Half a century is plenty of time for an Apple to stay fresh, or to rot.
The New York Times‘s Kalley Huang (“For Employee No. 8, Many Changes in Apple’s 50-Year History,” April 2) traces the evolution of Apple Inc. from a “scrappy start-up that assembled computers by hand” — and whose organic name was a natural fit for an environment in which “Silicon Valley’s fruit orchards hadn’t yet been taken over by office parks” — to one which “has come to define how to be a global technology company.”
In a 2014 Bloomberg interview, Steve Wozniak recalled how he had “given away my designs for the Apple-1 for free,” leaving it to Steve Jobs to take projects the other Steve had “designed for fun” (while being “totally aware that a revolution was close to starting”) and “somehow turn them into some money for both of us.” The sum of their money would become so enormous that Chris Espinosa, who admits that having “had no college degree and … only worked at one company” since 1976 doesn’t sound like much of a résumé, owns what Huang estimates is well over $100 million worth of the corporation that makes a thousandfold of that in profit every year.
Craig Newmark’s op-ed “Craigslist Made Me Rich. Giving the Money Away is Easy” might have included Espinosa as evidence for how “making money isn’t proof to me that I know something any better than someone else” but of being “in the right place, at the right time” to apply common sense to a new field, if it hadn’t gone to print in the same day’s edition of The New York Times. Newmark doesn’t propose any political program, keeping his distance even from any endorsement of “left-wing nonprofits” and instead promoting such voluntary philanthropic efforts as the Giving Pledge. Still, the public souring on the information industry, as captured by such titles as Douglas Rushkoff’s Throwing Rocks at the Google Bus and Tripp Mickle’s After Steve: How Apple Became a Trillion-Dollar Company and Lost Its Soul, might seem the inevitable result of it enabling such outsized yet largely fortuitous accumulations in the first place.
The Giving Pledge cofounder Bill Gates owes much of his fortune to emulating Apple. The video game Halo was first showcased at MacWorld by Jobs before it became an exclusive killer app for Microsoft’s Xbox. Gates’s Windows operating system tapped the talent of Macintosh’s iconic icon designer Susan Kare.
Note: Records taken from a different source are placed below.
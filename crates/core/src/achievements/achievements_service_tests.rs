#[cfg(test)]
mod tests {
    use crate::achievements::{
        AchievementRepositoryTrait, AchievementService, AchievementServiceTrait,
        GoalProgressUpdate, StatsUpdate, UserAchievementState, ACHIEVEMENT_CATALOGUE,
    };
    use crate::config::InsightConfig;
    use crate::errors::Result;
    use crate::notifications::{MockNotificationSink, NotificationPriority, NotificationType};
    use chrono::{DateTime, NaiveDate, TimeZone, Utc};
    use std::collections::HashMap;
    use std::sync::{Arc, RwLock};

    #[derive(Default)]
    struct MockAchievementRepository {
        states: RwLock<HashMap<String, UserAchievementState>>,
    }

    impl AchievementRepositoryTrait for MockAchievementRepository {
        fn load_state(&self, user_id: &str) -> Result<Option<UserAchievementState>> {
            Ok(self.states.read().unwrap().get(user_id).cloned())
        }

        fn save_state(&self, state: UserAchievementState) -> Result<()> {
            self.states
                .write()
                .unwrap()
                .insert(state.user_id.clone(), state);
            Ok(())
        }
    }

    fn setup() -> (AchievementService, MockNotificationSink) {
        setup_with_config(InsightConfig::default())
    }

    fn setup_with_config(config: InsightConfig) -> (AchievementService, MockNotificationSink) {
        let sink = MockNotificationSink::new();
        let service = AchievementService::new(
            Arc::new(MockAchievementRepository::default()),
            Arc::new(sink.clone()),
            config,
        );
        (service, sink)
    }

    fn at(y: i32, m: u32, d: u32, h: u32) -> DateTime<Utc> {
        Utc.with_ymd_and_hms(y, m, d, h, 0, 0).unwrap()
    }

    fn date(y: i32, m: u32, d: u32) -> NaiveDate {
        NaiveDate::from_ymd_opt(y, m, d).unwrap()
    }

    #[test]
    fn test_initialize_is_idempotent() {
        let (svc, _) = setup();
        let first = svc.initialize("u1").unwrap();
        assert_eq!(first.achievements.len(), ACHIEVEMENT_CATALOGUE.len());

        svc.record_savings("u1", 50.0).unwrap();
        let second = svc.initialize("u1").unwrap();
        assert_eq!(second.stats.total_saved, 50.0);
    }

    #[test]
    fn test_savings_achievement_notifies_with_milestone_email() {
        let (svc, sink) = setup();
        let earned = svc.record_savings("u1", 1200.0).unwrap();
        let ids: Vec<&str> = earned.iter().map(|d| d.id).collect();
        assert_eq!(ids, vec!["first_savings", "savings_1k"]);

        let published = sink.for_user("u1");
        assert_eq!(published.len(), 2);
        assert!(published
            .iter()
            .all(|n| n.notification_type == NotificationType::Achievement));
        assert_eq!(published[0].priority, Some(NotificationPriority::Medium));
        // first_savings is minor, savings_1k is a milestone
        assert!(!published[0].channels.unwrap().send_email);
        assert!(published[1].channels.unwrap().send_email);
        assert_eq!(published[1].payload.as_ref().unwrap()["achievementId"], "savings_1k");
    }

    #[test]
    fn test_repeated_evaluation_does_not_renotify() {
        let (svc, sink) = setup();
        svc.record_savings("u1", 150.0).unwrap();
        svc.evaluate("u1", None).unwrap();
        svc.evaluate("u1", Some(StatsUpdate::default())).unwrap();
        assert_eq!(sink.len(), 1);
    }

    #[test]
    fn test_budget_streak_resets_and_keeps_earned() {
        let (svc, _) = setup();
        for _ in 0..3 {
            svc.update_budget_streak("u1", true).unwrap();
        }
        assert!(svc.get_state("u1").unwrap().is_earned("budget_streak_3"));

        assert_eq!(svc.update_budget_streak("u1", false).unwrap(), 0);
        assert_eq!(svc.update_budget_streak("u1", true).unwrap(), 1);
        assert!(svc.get_state("u1").unwrap().is_earned("budget_streak_3"));
    }

    #[test]
    fn test_login_streak_day_boundaries() {
        let (svc, _) = setup();
        assert_eq!(svc.update_login_streak_at("u1", at(2024, 3, 1, 8)).unwrap(), 1);
        // Same day, later hour
        assert_eq!(svc.update_login_streak_at("u1", at(2024, 3, 1, 23)).unwrap(), 1);
        // Next day, fewer than 24h later
        assert_eq!(svc.update_login_streak_at("u1", at(2024, 3, 2, 1)).unwrap(), 2);
        // Two-day gap resets
        assert_eq!(svc.update_login_streak_at("u1", at(2024, 3, 4, 12)).unwrap(), 1);
    }

    #[test]
    fn test_login_streak_uses_configured_timezone() {
        let config = InsightConfig {
            timezone: "America/New_York".to_string(),
            ..Default::default()
        };
        let (svc, _) = setup_with_config(config);
        // 01:00 and 04:00 UTC on March 2nd are both still March 1st in New York
        svc.update_login_streak_at("u1", at(2024, 3, 2, 1)).unwrap();
        assert_eq!(svc.update_login_streak_at("u1", at(2024, 3, 2, 4)).unwrap(), 1);
        assert_eq!(svc.update_login_streak_at("u1", at(2024, 3, 2, 12)).unwrap(), 2);
    }

    #[test]
    fn test_login_streak_of_seven_earns_achievement() {
        let (svc, sink) = setup();
        for day in 1..=7 {
            svc.update_login_streak_at("u1", at(2024, 5, day, 9)).unwrap();
        }
        assert!(svc.get_state("u1").unwrap().is_earned("login_streak_7"));
        assert_eq!(sink.len(), 1);
    }

    #[test]
    fn test_complete_challenge() {
        let (svc, _) = setup();
        assert_eq!(svc.complete_challenge("u1").unwrap(), 1);
        assert!(svc.get_state("u1").unwrap().is_earned("first_challenge"));
    }

    #[test]
    fn test_debt_freedom_through_service() {
        let (svc, sink) = setup();
        svc.record_debt("u1", date(2024, 1, 1), 5000.0).unwrap();
        let earned = svc.record_debt("u1", date(2024, 6, 1), 0.0).unwrap();
        let ids: Vec<&str> = earned.iter().map(|d| d.id).collect();
        assert_eq!(
            ids,
            vec!["debt_reduction_25", "debt_reduction_50", "debt_freedom"]
        );
        let state = svc.get_state("u1").unwrap();
        assert_eq!(state.achievements["debt_freedom"].progress, 100.0);
        assert_eq!(sink.len(), 3);
    }

    #[test]
    fn test_income_history_capped_at_configured_limit() {
        let (svc, _) = setup();
        for month in 1..=12 {
            svc.record_income("u1", date(2023, month, 1), 1000.0).unwrap();
        }
        svc.record_income("u1", date(2024, 1, 1), 1300.0).unwrap();
        let state = svc.get_state("u1").unwrap();
        assert_eq!(state.stats.monthly_income_history.len(), 12);
        assert_eq!(state.stats.monthly_income_history[0].date, date(2023, 2, 1));
        assert!(state.is_earned("income_growth_25"));
    }

    #[test]
    fn test_goal_progress_fires_single_milestone() {
        let (svc, sink) = setup();
        let goal = GoalProgressUpdate {
            name: "Vacation".to_string(),
            target: 2000.0,
            current: 1600.0,
            previous_amount: Some(1000.0),
        };
        assert!(svc.track_goal_progress("u1", &goal));

        let published = sink.for_user("u1");
        assert_eq!(published.len(), 1);
        let payload = published[0].payload.as_ref().unwrap();
        assert_eq!(payload["milestone"], 75.0);
        assert!(!published[0].channels.unwrap().send_email);
    }

    #[test]
    fn test_goal_completion_is_emailed() {
        let (svc, sink) = setup();
        let goal = GoalProgressUpdate {
            name: "Car".to_string(),
            target: 1000.0,
            current: 1000.0,
            previous_amount: Some(900.0),
        };
        assert!(svc.track_goal_progress("u1", &goal));
        assert!(sink.for_user("u1")[0].channels.unwrap().send_email);
    }

    #[test]
    fn test_goal_progress_without_crossing_is_silent() {
        let (svc, sink) = setup();
        let goal = GoalProgressUpdate {
            name: "Car".to_string(),
            target: 1000.0,
            current: 300.0,
            previous_amount: Some(260.0),
        };
        assert!(!svc.track_goal_progress("u1", &goal));

        let zero_target = GoalProgressUpdate {
            target: 0.0,
            ..goal
        };
        assert!(!svc.track_goal_progress("u1", &zero_target));
        assert!(sink.is_empty());
    }

    #[test]
    fn test_summary_partitions_and_sorts() {
        let (svc, _) = setup();
        svc.record_savings("u1", 2500.0).unwrap();
        svc.update_login_streak_at("u1", at(2024, 1, 1, 9)).unwrap();

        let summary = svc.get_summary("u1").unwrap();
        let earned: Vec<&str> = summary.earned.iter().map(|e| e.definition.id).collect();
        assert_eq!(earned, vec!["first_savings", "savings_1k"]);
        assert_eq!(
            summary.earned.len() + summary.in_progress.len(),
            ACHIEVEMENT_CATALOGUE.len()
        );
        assert_eq!(summary.in_progress[0].definition.id, "savings_5k");
        assert!(summary
            .in_progress
            .windows(2)
            .all(|w| w[0].progress >= w[1].progress));
        assert_eq!(summary.stats.total_saved, 2500.0);
    }
}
And yet the broader impact of Apple’s innovations is hardly confined to such sheerly financial windfalls.
This is not just because Apple efforts like the HyperCard which made creating and viewing multimedia straightforward, the Pippin which brought built-in Internet access to a video game console, and the Newton which pioneered the personal digital assistant were influential on later developments without managing to become profitable products for them or anyone else.
Indeed, much of the creativity that spread from Apple’s roots in Cupertino, California to cyberspace is closer in spirit to Wozniak than Jobs. It was entirely typical for Stephen D. Young and Debra Willrett’s Backgammon, programmed for the Apple Macintosh in the same non-Orwellian year 1984 during which the desktop model was introduced, to give out a postal address for users who “enjoy it and would like to see more ‘freeware'” to “please send whatever you think it’s worth” … and permission for them to disseminate the software itself.
Huang notes that Apple’s current survival requires not just satisfying customers but withstanding “tariff whiplash, antitrust scrutiny and geopolitical turmoil.” Consumer sovereignty and cooperative networking can tame such seemingly relentless forces — and make the fruits of tech’s golden geese as common as dirt.
New Yorker Joel Schlosberg is a senior news analyst at The William Lloyd Garrison Center for Libertarian Advocacy Journalism.